Task directions: From the data underneath, reproduce exactly the stretch that begins at the line with "use std::fmt::Write as _;" and ends after the line with "pub fn new(width: u32, height: u32)".

[The data — start]

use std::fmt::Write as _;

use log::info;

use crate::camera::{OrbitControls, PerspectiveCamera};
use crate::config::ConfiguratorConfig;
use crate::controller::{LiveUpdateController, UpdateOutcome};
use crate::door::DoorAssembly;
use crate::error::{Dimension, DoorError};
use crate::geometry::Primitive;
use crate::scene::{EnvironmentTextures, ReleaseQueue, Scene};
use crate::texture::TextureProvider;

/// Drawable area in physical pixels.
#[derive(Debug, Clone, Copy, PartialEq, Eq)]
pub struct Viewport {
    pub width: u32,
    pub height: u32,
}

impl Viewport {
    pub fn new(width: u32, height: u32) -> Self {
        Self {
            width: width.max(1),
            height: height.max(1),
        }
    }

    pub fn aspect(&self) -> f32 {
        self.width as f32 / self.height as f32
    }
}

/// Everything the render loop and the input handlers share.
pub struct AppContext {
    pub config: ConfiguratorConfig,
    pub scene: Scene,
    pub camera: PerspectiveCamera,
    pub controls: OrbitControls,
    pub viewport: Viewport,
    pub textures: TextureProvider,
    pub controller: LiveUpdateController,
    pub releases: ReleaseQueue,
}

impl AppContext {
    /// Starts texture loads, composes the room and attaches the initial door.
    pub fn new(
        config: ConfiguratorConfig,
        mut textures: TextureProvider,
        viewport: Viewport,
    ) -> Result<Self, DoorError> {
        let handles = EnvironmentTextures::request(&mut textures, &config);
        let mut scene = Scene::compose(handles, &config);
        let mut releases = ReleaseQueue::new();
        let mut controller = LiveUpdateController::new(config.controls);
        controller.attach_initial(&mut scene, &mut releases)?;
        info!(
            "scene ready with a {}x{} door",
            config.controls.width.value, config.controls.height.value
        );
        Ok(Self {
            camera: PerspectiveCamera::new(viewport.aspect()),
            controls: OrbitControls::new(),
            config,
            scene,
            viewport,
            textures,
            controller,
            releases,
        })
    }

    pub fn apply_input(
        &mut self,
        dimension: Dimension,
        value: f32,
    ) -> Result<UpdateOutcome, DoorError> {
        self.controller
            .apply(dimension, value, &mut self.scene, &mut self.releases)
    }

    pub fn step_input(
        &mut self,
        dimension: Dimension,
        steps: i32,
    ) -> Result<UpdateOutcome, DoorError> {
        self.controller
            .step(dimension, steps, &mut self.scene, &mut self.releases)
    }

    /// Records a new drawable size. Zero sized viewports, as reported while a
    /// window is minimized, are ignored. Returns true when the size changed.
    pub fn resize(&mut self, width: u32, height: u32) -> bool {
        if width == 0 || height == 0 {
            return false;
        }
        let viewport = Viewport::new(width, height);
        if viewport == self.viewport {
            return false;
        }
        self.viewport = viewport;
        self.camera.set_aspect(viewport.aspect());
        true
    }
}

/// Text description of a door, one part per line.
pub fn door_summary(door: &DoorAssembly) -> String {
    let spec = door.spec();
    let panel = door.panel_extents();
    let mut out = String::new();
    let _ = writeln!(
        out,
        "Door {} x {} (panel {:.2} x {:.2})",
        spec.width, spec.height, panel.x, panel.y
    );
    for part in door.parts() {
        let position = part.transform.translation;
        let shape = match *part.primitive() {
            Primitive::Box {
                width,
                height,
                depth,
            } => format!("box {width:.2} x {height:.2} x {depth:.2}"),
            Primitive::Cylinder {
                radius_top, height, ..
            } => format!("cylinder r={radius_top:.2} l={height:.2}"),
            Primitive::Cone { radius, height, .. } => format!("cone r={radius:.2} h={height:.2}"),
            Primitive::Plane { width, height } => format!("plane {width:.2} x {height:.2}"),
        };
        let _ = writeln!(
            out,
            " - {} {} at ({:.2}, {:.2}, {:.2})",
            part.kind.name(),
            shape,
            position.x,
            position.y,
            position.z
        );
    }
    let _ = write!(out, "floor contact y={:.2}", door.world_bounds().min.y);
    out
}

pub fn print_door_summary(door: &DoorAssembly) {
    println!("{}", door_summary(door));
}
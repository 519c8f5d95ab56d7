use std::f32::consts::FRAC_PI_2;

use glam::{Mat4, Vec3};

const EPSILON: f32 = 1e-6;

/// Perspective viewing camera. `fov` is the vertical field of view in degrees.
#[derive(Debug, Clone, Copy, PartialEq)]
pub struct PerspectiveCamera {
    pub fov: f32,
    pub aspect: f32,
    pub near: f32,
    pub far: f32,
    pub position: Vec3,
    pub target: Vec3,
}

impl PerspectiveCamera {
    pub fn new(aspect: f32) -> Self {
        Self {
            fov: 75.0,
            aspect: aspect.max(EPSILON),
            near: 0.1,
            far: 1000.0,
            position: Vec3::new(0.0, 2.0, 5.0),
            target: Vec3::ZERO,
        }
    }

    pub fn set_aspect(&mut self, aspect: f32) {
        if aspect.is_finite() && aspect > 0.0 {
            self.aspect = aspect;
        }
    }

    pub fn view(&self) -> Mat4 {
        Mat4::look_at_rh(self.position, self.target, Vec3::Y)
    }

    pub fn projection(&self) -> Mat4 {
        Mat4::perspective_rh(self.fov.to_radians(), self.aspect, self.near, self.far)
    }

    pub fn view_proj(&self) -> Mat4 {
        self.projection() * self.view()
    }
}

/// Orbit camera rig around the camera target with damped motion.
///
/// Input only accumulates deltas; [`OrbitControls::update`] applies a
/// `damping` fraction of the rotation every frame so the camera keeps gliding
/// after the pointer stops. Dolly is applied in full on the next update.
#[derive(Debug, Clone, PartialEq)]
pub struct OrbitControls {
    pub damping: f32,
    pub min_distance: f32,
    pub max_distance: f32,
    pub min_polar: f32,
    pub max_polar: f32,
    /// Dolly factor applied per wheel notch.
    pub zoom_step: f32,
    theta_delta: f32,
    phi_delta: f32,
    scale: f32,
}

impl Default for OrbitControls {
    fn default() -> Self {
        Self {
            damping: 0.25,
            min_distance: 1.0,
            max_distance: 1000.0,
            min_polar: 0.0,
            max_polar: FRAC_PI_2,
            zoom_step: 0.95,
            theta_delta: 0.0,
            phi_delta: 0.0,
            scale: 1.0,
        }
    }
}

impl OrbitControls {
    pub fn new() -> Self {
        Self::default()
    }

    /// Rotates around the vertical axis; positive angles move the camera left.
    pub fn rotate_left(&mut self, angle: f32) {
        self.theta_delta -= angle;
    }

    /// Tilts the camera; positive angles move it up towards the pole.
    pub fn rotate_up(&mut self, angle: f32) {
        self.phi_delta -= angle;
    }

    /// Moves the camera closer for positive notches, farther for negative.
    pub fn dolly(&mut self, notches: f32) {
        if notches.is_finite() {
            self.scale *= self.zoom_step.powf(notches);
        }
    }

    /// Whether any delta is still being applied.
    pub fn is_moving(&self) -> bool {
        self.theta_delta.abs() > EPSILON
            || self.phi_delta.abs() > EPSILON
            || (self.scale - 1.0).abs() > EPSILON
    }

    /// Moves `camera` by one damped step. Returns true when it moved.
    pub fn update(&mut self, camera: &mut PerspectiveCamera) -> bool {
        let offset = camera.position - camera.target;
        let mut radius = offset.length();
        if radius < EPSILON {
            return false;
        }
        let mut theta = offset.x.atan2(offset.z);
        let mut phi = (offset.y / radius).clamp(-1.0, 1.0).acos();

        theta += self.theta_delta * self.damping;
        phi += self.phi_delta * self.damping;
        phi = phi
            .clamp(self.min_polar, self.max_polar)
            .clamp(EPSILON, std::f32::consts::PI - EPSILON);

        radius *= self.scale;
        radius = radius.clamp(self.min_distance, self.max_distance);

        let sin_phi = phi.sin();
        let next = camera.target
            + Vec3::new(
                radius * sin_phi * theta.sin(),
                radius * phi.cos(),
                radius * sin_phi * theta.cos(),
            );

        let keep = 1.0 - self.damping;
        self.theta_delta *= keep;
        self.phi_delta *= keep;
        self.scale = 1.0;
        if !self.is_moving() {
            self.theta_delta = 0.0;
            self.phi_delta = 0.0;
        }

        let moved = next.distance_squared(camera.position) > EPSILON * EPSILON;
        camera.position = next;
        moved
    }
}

[The data — finish]
[The data — start]

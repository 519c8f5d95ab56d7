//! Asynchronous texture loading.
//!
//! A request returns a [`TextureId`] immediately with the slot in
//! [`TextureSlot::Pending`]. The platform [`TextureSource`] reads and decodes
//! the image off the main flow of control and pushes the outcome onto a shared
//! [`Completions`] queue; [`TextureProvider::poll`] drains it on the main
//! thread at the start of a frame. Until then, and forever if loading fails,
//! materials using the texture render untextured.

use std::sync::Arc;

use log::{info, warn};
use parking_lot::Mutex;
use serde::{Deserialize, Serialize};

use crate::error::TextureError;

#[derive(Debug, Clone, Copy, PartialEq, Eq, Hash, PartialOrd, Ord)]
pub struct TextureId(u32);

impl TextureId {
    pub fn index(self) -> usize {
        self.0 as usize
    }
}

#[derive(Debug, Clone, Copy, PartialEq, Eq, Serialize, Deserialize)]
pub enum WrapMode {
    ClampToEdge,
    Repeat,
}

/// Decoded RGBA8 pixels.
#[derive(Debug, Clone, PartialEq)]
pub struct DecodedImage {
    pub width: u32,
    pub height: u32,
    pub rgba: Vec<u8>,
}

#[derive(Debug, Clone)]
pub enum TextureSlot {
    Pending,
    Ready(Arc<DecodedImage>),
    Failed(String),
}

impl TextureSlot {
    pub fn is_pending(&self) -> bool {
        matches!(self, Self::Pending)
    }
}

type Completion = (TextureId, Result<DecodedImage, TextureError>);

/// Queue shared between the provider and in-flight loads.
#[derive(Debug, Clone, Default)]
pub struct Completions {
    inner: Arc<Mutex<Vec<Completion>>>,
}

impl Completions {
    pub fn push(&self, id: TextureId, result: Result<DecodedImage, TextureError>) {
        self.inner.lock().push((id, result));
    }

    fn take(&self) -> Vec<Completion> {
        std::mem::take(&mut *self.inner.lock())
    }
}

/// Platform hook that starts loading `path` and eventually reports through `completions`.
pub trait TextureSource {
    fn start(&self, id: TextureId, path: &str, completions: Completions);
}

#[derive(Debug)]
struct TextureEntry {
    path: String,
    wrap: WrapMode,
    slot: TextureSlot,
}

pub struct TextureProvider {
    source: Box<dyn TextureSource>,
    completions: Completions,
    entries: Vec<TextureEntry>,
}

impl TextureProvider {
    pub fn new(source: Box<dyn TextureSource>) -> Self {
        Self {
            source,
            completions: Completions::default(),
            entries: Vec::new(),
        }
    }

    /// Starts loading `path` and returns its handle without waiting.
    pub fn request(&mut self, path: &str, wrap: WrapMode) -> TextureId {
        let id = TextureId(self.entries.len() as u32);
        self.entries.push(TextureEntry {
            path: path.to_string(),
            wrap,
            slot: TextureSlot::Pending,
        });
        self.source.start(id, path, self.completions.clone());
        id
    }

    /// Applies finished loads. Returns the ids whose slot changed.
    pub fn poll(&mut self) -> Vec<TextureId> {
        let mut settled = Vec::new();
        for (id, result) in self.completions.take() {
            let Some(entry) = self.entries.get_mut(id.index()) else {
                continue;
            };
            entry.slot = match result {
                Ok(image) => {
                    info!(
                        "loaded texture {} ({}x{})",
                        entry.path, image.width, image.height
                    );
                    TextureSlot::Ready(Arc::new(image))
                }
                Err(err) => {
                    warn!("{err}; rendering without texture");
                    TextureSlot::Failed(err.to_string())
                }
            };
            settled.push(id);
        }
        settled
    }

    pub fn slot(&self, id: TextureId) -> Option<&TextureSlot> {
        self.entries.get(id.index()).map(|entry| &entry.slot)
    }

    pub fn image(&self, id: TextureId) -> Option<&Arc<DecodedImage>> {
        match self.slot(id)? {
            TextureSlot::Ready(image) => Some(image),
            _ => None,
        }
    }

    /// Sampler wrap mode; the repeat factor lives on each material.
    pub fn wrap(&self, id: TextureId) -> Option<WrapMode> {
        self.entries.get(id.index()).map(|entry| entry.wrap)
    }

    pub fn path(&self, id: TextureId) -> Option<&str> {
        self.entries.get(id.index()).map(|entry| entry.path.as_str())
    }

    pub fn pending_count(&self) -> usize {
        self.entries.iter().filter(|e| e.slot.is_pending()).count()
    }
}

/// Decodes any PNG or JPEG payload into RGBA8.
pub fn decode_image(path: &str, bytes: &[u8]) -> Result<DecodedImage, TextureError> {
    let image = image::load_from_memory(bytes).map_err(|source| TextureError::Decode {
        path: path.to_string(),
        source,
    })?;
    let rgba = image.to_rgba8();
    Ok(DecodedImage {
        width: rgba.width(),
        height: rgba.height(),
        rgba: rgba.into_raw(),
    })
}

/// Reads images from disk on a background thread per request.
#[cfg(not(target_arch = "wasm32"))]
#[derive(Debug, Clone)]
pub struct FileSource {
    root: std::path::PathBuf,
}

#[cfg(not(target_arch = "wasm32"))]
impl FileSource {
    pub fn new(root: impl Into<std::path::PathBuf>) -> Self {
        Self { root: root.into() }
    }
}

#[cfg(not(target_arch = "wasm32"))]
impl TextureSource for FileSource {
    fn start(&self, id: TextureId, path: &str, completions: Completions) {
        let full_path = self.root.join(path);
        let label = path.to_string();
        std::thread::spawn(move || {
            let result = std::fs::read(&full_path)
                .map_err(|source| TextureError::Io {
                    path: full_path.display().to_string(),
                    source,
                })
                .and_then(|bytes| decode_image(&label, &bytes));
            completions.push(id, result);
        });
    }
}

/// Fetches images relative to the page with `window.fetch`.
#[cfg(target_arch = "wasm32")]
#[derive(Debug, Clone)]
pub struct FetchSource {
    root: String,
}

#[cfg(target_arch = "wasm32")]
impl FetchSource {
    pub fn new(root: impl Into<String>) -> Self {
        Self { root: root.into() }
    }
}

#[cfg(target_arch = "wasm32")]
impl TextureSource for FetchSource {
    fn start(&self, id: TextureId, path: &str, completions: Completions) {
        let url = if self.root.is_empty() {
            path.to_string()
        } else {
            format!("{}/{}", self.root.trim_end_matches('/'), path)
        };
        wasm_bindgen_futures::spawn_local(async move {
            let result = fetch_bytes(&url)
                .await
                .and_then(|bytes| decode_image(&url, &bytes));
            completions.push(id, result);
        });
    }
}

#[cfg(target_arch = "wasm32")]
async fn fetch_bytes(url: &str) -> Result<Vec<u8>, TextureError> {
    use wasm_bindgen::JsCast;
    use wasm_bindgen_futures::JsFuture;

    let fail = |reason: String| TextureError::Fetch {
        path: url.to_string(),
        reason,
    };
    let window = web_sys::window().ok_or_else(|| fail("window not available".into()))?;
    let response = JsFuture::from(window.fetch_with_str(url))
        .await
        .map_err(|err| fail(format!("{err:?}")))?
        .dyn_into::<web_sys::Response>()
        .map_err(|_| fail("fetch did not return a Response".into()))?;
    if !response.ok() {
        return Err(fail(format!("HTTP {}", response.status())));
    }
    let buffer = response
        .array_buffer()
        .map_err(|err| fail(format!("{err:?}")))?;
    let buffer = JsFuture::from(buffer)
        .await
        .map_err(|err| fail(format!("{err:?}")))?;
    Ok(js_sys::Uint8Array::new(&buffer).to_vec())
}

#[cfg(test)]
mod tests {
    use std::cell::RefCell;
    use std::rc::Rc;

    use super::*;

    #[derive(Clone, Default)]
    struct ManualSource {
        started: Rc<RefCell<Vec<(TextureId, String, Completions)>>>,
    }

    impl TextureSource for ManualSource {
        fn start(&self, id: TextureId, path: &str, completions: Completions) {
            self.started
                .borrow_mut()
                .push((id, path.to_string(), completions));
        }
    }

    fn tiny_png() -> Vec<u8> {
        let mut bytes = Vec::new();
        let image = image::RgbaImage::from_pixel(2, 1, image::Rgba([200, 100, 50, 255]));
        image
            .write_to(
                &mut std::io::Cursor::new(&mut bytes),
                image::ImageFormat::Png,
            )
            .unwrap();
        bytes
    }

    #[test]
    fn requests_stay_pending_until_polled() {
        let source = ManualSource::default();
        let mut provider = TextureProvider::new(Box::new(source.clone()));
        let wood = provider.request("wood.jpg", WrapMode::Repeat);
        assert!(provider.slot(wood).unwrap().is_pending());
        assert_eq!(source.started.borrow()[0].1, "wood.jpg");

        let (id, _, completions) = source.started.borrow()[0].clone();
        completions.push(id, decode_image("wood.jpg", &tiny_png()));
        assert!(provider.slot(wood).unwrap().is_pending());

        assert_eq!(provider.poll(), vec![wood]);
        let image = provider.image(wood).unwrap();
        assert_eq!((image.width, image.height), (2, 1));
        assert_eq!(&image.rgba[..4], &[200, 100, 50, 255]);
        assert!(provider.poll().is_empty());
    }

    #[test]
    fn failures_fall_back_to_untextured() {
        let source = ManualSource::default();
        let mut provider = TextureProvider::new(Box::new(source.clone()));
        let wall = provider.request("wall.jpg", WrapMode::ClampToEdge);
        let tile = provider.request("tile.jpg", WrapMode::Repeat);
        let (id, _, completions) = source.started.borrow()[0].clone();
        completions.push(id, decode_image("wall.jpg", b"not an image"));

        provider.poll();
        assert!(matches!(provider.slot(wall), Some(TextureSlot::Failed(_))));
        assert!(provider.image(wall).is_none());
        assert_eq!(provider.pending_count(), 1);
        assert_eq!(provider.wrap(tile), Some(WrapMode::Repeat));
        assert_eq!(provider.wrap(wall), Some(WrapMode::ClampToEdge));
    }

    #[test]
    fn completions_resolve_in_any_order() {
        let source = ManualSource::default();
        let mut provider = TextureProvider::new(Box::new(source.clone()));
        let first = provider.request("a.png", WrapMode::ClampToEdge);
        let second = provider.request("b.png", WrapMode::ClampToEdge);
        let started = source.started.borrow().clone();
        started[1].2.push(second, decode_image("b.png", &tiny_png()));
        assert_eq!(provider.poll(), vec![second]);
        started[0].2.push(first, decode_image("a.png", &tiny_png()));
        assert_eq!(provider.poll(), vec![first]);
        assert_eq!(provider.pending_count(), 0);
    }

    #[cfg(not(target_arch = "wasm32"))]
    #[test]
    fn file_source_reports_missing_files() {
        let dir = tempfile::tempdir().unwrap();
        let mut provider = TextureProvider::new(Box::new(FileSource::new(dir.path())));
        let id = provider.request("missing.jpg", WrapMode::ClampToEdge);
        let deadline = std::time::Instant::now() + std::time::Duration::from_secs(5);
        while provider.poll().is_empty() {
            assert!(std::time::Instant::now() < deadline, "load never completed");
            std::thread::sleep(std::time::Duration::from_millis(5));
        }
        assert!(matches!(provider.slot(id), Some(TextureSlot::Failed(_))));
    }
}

[The data — finish]

Output:
use std::fmt::Write as _;

use log::info;

use crate::camera::{OrbitControls, PerspectiveCamera};
use crate::config::ConfiguratorConfig;
use crate::controller::{LiveUpdateController, UpdateOutcome};
use crate::door::DoorAssembly;
use crate::error::{Dimension, DoorError};
use crate::geometry::Primitive;
use crate::scene::{EnvironmentTextures, ReleaseQueue, Scene};
use crate::texture::TextureProvider;

/// Drawable area in physical pixels.
#[derive(Debug, Clone, Copy, PartialEq, Eq)]
pub struct Viewport {
    pub width: u32,
    pub height: u32,
}

impl Viewport {
    pub fn new(width: u32, height: u32) -> Self {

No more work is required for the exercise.